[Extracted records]

————

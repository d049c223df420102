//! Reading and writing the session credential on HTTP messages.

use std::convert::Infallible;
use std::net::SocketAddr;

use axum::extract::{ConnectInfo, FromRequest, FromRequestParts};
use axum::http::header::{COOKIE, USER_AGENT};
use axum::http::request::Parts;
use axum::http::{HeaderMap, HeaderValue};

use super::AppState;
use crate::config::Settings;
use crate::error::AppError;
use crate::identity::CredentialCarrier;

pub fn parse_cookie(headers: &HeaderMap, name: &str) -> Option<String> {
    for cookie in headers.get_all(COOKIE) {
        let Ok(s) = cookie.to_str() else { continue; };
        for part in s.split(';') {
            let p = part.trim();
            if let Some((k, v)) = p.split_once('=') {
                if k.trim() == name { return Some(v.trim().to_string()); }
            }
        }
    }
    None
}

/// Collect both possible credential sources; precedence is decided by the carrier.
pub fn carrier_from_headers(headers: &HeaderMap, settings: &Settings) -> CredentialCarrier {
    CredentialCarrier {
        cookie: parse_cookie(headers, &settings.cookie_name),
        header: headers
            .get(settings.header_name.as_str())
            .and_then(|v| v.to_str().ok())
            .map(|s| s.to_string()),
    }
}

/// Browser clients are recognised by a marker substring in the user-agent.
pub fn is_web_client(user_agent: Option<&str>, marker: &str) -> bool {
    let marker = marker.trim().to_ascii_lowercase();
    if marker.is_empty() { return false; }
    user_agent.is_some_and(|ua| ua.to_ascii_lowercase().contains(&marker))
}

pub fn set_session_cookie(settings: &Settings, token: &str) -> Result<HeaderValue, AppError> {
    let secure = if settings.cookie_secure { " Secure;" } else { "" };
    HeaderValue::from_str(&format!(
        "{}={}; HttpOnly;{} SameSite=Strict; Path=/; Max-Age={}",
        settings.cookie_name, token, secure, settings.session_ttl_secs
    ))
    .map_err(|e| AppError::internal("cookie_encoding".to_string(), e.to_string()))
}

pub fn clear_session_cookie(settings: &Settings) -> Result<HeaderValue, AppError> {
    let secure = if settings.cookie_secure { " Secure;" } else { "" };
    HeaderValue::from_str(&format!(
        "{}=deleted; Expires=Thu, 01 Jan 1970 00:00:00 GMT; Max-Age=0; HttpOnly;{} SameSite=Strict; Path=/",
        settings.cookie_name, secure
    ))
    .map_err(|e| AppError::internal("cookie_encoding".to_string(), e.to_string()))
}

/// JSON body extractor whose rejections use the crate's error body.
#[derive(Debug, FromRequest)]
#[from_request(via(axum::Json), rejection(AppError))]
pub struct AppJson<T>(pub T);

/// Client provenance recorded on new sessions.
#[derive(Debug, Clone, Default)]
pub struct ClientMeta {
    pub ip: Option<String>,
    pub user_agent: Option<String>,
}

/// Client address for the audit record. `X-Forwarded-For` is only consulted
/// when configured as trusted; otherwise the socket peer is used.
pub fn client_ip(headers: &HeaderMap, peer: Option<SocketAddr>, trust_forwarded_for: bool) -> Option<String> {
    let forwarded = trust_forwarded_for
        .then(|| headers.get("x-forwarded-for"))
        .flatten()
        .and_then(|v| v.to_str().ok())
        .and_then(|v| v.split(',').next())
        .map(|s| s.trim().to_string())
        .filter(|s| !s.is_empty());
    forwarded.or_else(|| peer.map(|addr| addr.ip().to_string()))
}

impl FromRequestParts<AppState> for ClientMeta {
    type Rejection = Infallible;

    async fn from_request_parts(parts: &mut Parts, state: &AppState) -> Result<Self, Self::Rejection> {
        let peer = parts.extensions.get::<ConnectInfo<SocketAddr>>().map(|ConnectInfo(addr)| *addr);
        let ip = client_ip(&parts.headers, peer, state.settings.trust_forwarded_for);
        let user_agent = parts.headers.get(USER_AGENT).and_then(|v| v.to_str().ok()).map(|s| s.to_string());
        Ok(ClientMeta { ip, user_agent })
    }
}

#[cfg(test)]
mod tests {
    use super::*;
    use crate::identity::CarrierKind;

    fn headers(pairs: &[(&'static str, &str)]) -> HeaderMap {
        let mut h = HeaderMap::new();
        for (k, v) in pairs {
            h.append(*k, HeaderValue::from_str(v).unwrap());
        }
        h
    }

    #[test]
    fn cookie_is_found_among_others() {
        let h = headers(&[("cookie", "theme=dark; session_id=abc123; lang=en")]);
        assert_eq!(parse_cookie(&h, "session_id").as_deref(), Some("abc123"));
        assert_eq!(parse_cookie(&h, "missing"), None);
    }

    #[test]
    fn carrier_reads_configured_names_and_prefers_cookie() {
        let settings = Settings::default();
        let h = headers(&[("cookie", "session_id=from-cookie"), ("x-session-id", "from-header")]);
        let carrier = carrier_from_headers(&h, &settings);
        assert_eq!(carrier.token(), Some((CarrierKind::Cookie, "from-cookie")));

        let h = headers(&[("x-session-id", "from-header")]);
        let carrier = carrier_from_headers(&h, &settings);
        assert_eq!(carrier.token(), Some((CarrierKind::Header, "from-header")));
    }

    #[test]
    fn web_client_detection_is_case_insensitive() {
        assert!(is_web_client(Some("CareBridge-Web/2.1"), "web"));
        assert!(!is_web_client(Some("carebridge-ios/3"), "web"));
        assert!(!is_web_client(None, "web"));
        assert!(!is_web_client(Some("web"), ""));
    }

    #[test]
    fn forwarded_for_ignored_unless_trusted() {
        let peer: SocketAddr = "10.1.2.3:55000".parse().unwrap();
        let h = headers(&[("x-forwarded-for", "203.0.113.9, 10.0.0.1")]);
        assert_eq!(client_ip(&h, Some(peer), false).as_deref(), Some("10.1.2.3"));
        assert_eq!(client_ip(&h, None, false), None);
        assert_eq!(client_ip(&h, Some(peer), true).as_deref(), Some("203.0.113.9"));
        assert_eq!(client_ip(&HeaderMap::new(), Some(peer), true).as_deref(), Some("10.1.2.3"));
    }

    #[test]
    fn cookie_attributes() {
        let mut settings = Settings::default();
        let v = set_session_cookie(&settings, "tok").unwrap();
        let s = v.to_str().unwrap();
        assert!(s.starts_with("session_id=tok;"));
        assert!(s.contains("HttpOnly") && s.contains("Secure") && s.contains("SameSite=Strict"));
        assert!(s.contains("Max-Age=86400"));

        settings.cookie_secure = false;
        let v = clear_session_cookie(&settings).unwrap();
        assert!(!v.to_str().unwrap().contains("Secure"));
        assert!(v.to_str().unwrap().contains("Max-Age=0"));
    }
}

————

■ **Exercise goal**:
Would you filter the records and copy each line that contains the word "unwrap"?

■ **Answer box**:
            h.append(*k, HeaderValue::from_str(v).unwrap());
        let peer: SocketAddr = "10.1.2.3:55000".parse().unwrap();
        let v = set_session_cookie(&settings, "tok").unwrap();
        let s = v.to_str().unwrap();
        let v = clear_session_cookie(&settings).unwrap();
        assert!(!v.to_str().unwrap().contains("Secure"));
        assert!(v.to_str().unwrap().contains("Max-Age=0"));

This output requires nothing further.